Task requirements: Everything from the first line of the material below through the line containing "pub full_source_context: &'a" must be retyped exactly, and nothing past it.

━━━ The data

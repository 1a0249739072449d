//! Builds the ordered prompt content list consumed by any `LLMClient`.
//!
//! Grounded on spec §4.H's eight-step ordering contract, with the figure
//! regex and the tracked-change excerpt cap ported from
//! `normalize_figure_ref`/`format_tracked_changes_context` in
//! `original_source/Supervertaler_v2.5.0.py`.

use std::collections::HashSet;

use regex::Regex;

use supervertaler_tm::NonTranslatablePattern;

use crate::config::RunMode;
use crate::figures::{find_figure_reference, FigureImageMap};
use crate::tracked_changes::TrackedChangePair;

/// Fallback used whenever a caller's template is empty or carries an
/// unrecognised `{placeholder}`, and the default offered to a CLI run
/// with no `--system-prompt-file`.
pub const DEFAULT_SYSTEM_PROMPT: &str =
    "You are a professional translator. Translate the numbered source lines from {source_lang} \
     into {target_lang}, preserving meaning, tone, and formatting exactly.";

const TRACKED_CHANGE_CAP: usize = 1000;

/// One item of the ordered content list handed to `LLMClient::generate`.
#[derive(Debug, Clone, PartialEq)]
pub enum ContentItem {
    Text(String),
    Image { bytes: Vec<u8>, mime: &'static str },
}

/// One segment to translate or proofread within a chunk.
#[derive(Debug, Clone)]
pub struct ChunkSegment {
    pub line_number: u32,
    pub source: String,
    /// Present (and used) only in `RunMode::Proofread`.
    pub existing_target: Option<String>,
}

/// Everything `ContextAssembler::build` needs to produce one chunk's
/// content list.
pub struct ChunkRequest<'a> {
    pub mode: RunMode,
    pub system_prompt_template: &'a str,
    pub custom_instructions: &'a str,
    /// Project-scoped "never touch this span" patterns, surfaced
    /// immediately after custom instructions; empty by default.
    pub non_translatable_patterns: &'a [NonTranslatablePattern],
    pub tracked_changes: &'a [TrackedChangePair],
    /// Numbered (1-based), full-document source lines, in order.
    pub full_source_context: &'a [(u32, String)],
    /// Numbered full-document target lines; required for `Proofread`.
    pub full_target_context: Option<&'a [(u32, String)]>,
    /// Segments in this chunk, already sorted by ascending `line_number`.
    pub chunk_segments: &'a [ChunkSegment],
    pub figure_map: &'a FigureImageMap,
    pub source_lang: &'a str,
    pub target_lang: &'a str,
}

pub struct ContextAssembler;

impl ContextAssembler {
    pub fn build(request: &ChunkRequest) -> Vec<ContentItem> {
        let mut content = Vec::new();

        content.push(ContentItem::Text(expand_system_prompt(
            request.system_prompt_template,
            request.source_lang,
            request.target_lang,
        )));

        if !request.custom_instructions.trim().is_empty() {
            content.push(ContentItem::Text(request.custom_instructions.to_string()));
        }

        if let Some(block) = format_non_translatables(request.non_translatable_patterns) {
            content.push(ContentItem::Text(block));
        }

        let tracked = format_tracked_changes_context(request.tracked_changes, TRACKED_CHANGE_CAP);
        if !tracked.is_empty() {
            content.push(ContentItem::Text(tracked));
        }

        content.push(ContentItem::Text(chunk_protocol_text()));

        content.push(ContentItem::Text(format_full_context_block(
            "FULL SOURCE DOCUMENT CONTEXT (reference only)",
            request.full_source_context,
        )));

        if request.mode == RunMode::Proofread {
            let target_context = request.full_target_context.unwrap_or(&[]);
            content.push(ContentItem::Text(format_full_context_block(
                "FULL EXISTING TRANSLATION CONTEXT (reference only)",
                target_context,
            )));
        }

        let mut figures_added: HashSet<String> = HashSet::new();
        for segment in request.chunk_segments {
            if let Some(figure_id) = find_figure_reference(&segment.source) {
                if !figures_added.contains(&figure_id) {
                    if let Some(bytes) = request.figure_map.get(&figure_id) {
                        content.push(ContentItem::Text(format!(
                            "(Image attached for figure reference \"{figure_id}\")"
                        )));
                        content.push(ContentItem::Image { bytes: bytes.to_vec(), mime: "image/png" });
                    }
                    figures_added.insert(figure_id);
                }
            }

            match request.mode {
                RunMode::Translate => {
                    content.push(ContentItem::Text(format!("{}. {}", segment.line_number, segment.source)));
                }
                RunMode::Proofread => {
                    content.push(ContentItem::Text(format!(
                        "{}. SOURCE: {}",
                        segment.line_number, segment.source
                    )));
                    content.push(ContentItem::Text(format!(
                        "{}. EXISTING TRANSLATION: {}",
                        segment.line_number,
                        segment.existing_target.as_deref().unwrap_or("")
                    )));
                }
            }
        }

        content.push(ContentItem::Text(final_instruction_text(request.mode)));

        content
    }
}

fn expand_system_prompt(template: &str, source_lang: &str, target_lang: &str) -> String {
    let placeholder = Regex::new(r"\{([a-zA-Z_]+)\}").unwrap();
    let unknown = placeholder
        .captures_iter(template)
        .any(|c| !matches!(&c[1], "source_lang" | "target_lang"));

    let effective = if unknown {
        log::warn!("system prompt template contains unrecognised placeholders, falling back to default");
        DEFAULT_SYSTEM_PROMPT
    } else {
        template
    };

    effective.replace("{source_lang}", source_lang).replace("{target_lang}", target_lang)
}

/// Render enabled non-translatable patterns as a block the LLM is told to
/// leave untouched wherever they occur; `None` when there are none.
fn format_non_translatables(patterns: &[NonTranslatablePattern]) -> Option<String> {
    let enabled: Vec<&NonTranslatablePattern> = patterns.iter().filter(|p| p.enabled).collect();
    if enabled.is_empty() {
        return None;
    }
    let mut out = String::from("NON-TRANSLATABLE PATTERNS (copy these spans verbatim, do not translate them):\n");
    for pattern in enabled {
        out.push_str(&format!("\u{2022} {}", pattern.pattern));
        if !pattern.description.is_empty() {
            out.push_str(&format!(" — {}", pattern.description));
        }
        out.push('\n');
    }
    Some(out)
}

/// Ported from `format_tracked_changes_context`.
fn format_tracked_changes_context(pairs: &[TrackedChangePair], max_length: usize) -> String {
    if pairs.is_empty() {
        return String::new();
    }
    let header = "TRACKED CHANGES REFERENCE (Original→Final editing patterns):";
    let mut parts = vec![header.to_string()];
    let mut current_length = header.len();

    for (i, pair) in pairs.iter().enumerate() {
        let change_text = format!("\u{2022} \"{}\" \u{2192} \"{}\"", pair.original, pair.r#final);
        if current_length + change_text.len() > max_length {
            if i > 0 {
                parts.push("(Additional examples truncated to save space)".to_string());
            }
            break;
        }
        current_length += change_text.len();
        parts.push(change_text);
    }

    format!("{}\n", parts.join("\n"))
}

fn chunk_protocol_text() -> String {
    "The FULL DOCUMENT CONTEXT blocks above are for reference only, to understand surrounding \
     meaning. Translate or revise ONLY the numbered lines that follow this message; do not add, \
     remove, or renumber lines."
        .to_string()
}

fn format_full_context_block(label: &str, lines: &[(u32, String)]) -> String {
    let mut out = format!("{label}:\n");
    for (n, text) in lines {
        out.push_str(&format!("{n}. {text}\n"));
    }
    out
}

fn final_instruction_text(mode: RunMode) -> String {
    match mode {
        RunMode::Translate => {
            "Output ONLY a numbered list covering exactly the line numbers supplied above, one \
             translation per line, in the same numbering."
                .to_string()
        }
        RunMode::Proofread => {
            "Output ONLY a numbered list covering exactly the line numbers supplied above, one \
             revised translation per line, in the same numbering. After the list, emit a block:\n\
             ---CHANGES SUMMARY START---\n\
             one line per modified segment id describing the change, or the single line \"No \
             changes made to any segment in this batch.\" if nothing changed\n\
             ---CHANGES SUMMARY END---"
                .to_string()
        }
    }
}

#[cfg(test)]
mod tests {
    use super::*;

    fn sample_tracked_changes() -> Vec<TrackedChangePair> {
        vec![TrackedChangePair { original: "Hello old world.".to_string(), r#final: "Hello new world.".to_string() }]
    }

    #[test]
    fn build_orders_content_per_the_eight_step_contract() {
        let figures = FigureImageMap::new();
        let tracked = sample_tracked_changes();
        let full_source = vec![(1, "First line.".to_string()), (2, "Second line.".to_string())];
        let segments = vec![ChunkSegment { line_number: 2, source: "Second line.".to_string(), existing_target: None }];

        let request = ChunkRequest {
            mode: RunMode::Translate,
            system_prompt_template: "Translate {source_lang} to {target_lang}.",
            custom_instructions: "Keep it formal.",
            non_translatable_patterns: &[],
            tracked_changes: &tracked,
            full_source_context: &full_source,
            full_target_context: None,
            chunk_segments: &segments,
            figure_map: &figures,
            source_lang: "en",
            target_lang: "nl",
        };

        let content = ContextAssembler::build(&request);
        let ContentItem::Text(system) = &content[0] else { panic!("expected text") };
        assert_eq!(system, "Translate en to nl.");

        let ContentItem::Text(instructions) = &content[1] else { panic!("expected text") };
        assert_eq!(instructions, "Keep it formal.");

        let ContentItem::Text(tracked_block) = &content[2] else { panic!("expected text") };
        assert!(tracked_block.contains("Hello old world."));

        let ContentItem::Text(protocol) = &content[3] else { panic!("expected text") };
        assert!(protocol.contains("reference only"));

        let ContentItem::Text(source_block) = &content[4] else { panic!("expected text") };
        assert!(source_block.contains("1. First line."));
        assert!(source_block.contains("2. Second line."));

        let ContentItem::Text(numbered) = &content[5] else { panic!("expected text") };
        assert_eq!(numbered, "2. Second line.");

        let ContentItem::Text(last) = content.last().unwrap() else { panic!("expected text") };
        assert!(last.contains("numbered list"));
    }

    #[test]
    fn unrecognised_template_placeholder_falls_back_to_default() {
        let result = expand_system_prompt("Use {unknown_var} please", "en", "nl");
        assert!(result.contains("en"));
        assert!(result.contains("nl"));
        assert!(!result.contains("{unknown_var}"));
    }

    #[test]
    fn proofread_mode_emits_source_and_existing_translation_pair() {
        let figures = FigureImageMap::new();
        let full_source = vec![(1, "Hello.".to_string())];
        let full_target = vec![(1, "Hallo.".to_string())];
        let segments = vec![ChunkSegment { line_number: 1, source: "Hello.".to_string(), existing_target: Some("Hallo.".to_string()) }];

        let request = ChunkRequest {
            mode: RunMode::Proofread,
            system_prompt_template: DEFAULT_SYSTEM_PROMPT,
            custom_instructions: "",
            non_translatable_patterns: &[],
            tracked_changes: &[],
            full_source_context: &full_source,
            full_target_context: Some(&full_target),
            chunk_segments: &segments,
            figure_map: &figures,
            source_lang: "en",
            target_lang: "nl",
        };

        let content = ContextAssembler::build(&request);
        let texts: Vec<&str> = content
            .iter()
            .map(|c| match c {
                ContentItem::Text(t) => t.as_str(),
                ContentItem::Image { .. } => "<image>",
            })
            .collect();
        assert!(texts.iter().any(|t| t.contains("EXISTING TRANSLATION CONTEXT")));
        assert!(texts.iter().any(|t| *t == "1. SOURCE: Hello."));
        assert!(texts.iter().any(|t| *t == "1. EXISTING TRANSLATION: Hallo."));
        assert!(texts.last().unwrap().contains("CHANGES SUMMARY"));
    }

    #[test]
    fn truncation_marker_only_added_after_at_least_one_example() {
        let huge_pairs: Vec<TrackedChangePair> = (0..50)
            .map(|i| TrackedChangePair { original: format!("original text number {i} padded out"), r#final: format!("final text number {i} padded out") })
            .collect();
        let formatted = format_tracked_changes_context(&huge_pairs, 200);
        assert!(formatted.contains("truncated to save space"));
        assert!(formatted.contains("original text number 0"));
    }
}
pub mod client;
pub mod orchestrator;
pub mod providers;

pub use client::LLMClient;
pub use orchestrator::{
    is_placeholder, ChunkLineResult, LLMOrchestrator, RunContext, RunHandle, RunMessage, RunOutcome, RunRequest, RunStatus,
};
pub use providers::{build_client, ClaudeClient, GeminiClient, OpenAiClient};
//! Translation memory, termbase and TMX storage for Supervertaler.
//!
//! Owns all `Segment`, `TranslationUnit`, `Termbase` and `Term` state on
//! behalf of `supervertaler-core`. All SQLite access is synchronous and
//! serialised behind a single mutex-guarded connection per store, per the
//! concurrency model described for the wider system.

pub mod error;
pub mod models;
pub mod segment_store;
pub mod similarity;
pub mod termbase_store;
pub mod tm_store;
pub mod tmx_codec;

pub use error::{ErrorCategory, Result, TmError};
pub use models::{
    MatchScore, NonTranslatablePattern, Project, Segment, SegmentStatus, TableInfo, Term, Termbase,
    TermbaseActivation, TermbaseSummary, TermHit, TranslationMatch, TranslationUnit,
};
pub use segment_store::{FilterCriteria, FilterHit, FilterView, SegmentStore};
pub use termbase_store::TermbaseStore;
pub use tm_store::TmStore;
pub use tmx_codec::{TmxDbStore, TmxPair};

━━━━━━

Expected answer:
repository 1a0249739072449d
//! Builds the ordered prompt content list consumed by any `LLMClient`.
//!
//! Grounded on spec §4.H's eight-step ordering contract, with the figure
//! regex and the tracked-change excerpt cap ported from
//! `normalize_figure_ref`/`format_tracked_changes_context` in
//! `original_source/Supervertaler_v2.5.0.py`.

use std::collections::HashSet;

use regex::Regex;

use supervertaler_tm::NonTranslatablePattern;

use crate::config::RunMode;
use crate::figures::{find_figure_reference, FigureImageMap};
use crate::tracked_changes::TrackedChangePair;

/// Fallback used whenever a caller's template is empty or carries an
/// unrecognised `{placeholder}`, and the default offered to a CLI run
/// with no `--system-prompt-file`.
pub const DEFAULT_SYSTEM_PROMPT: &str =
    "You are a professional translator. Translate the numbered source lines from {source_lang} \
     into {target_lang}, preserving meaning, tone, and formatting exactly.";

const TRACKED_CHANGE_CAP: usize = 1000;

/// One item of the ordered content list handed to `LLMClient::generate`.
#[derive(Debug, Clone, PartialEq)]
pub enum ContentItem {
    Text(String),
    Image { bytes: Vec<u8>, mime: &'static str },
}

/// One segment to translate or proofread within a chunk.
#[derive(Debug, Clone)]
pub struct ChunkSegment {
    pub line_number: u32,
    pub source: String,
    /// Present (and used) only in `RunMode::Proofread`.
    pub existing_target: Option<String>,
}

/// Everything `ContextAssembler::build` needs to produce one chunk's
/// content list.
pub struct ChunkRequest<'a> {
    pub mode: RunMode,
    pub system_prompt_template: &'a str,
    pub custom_instructions: &'a str,
    /// Project-scoped "never touch this span" patterns, surfaced
    /// immediately after custom instructions; empty by default.
    pub non_translatable_patterns: &'a [NonTranslatablePattern],
    pub tracked_changes: &'a [TrackedChangePair],
    /// Numbered (1-based), full-document source lines, in order.
    pub full_source_context: &'a [(u32, String)],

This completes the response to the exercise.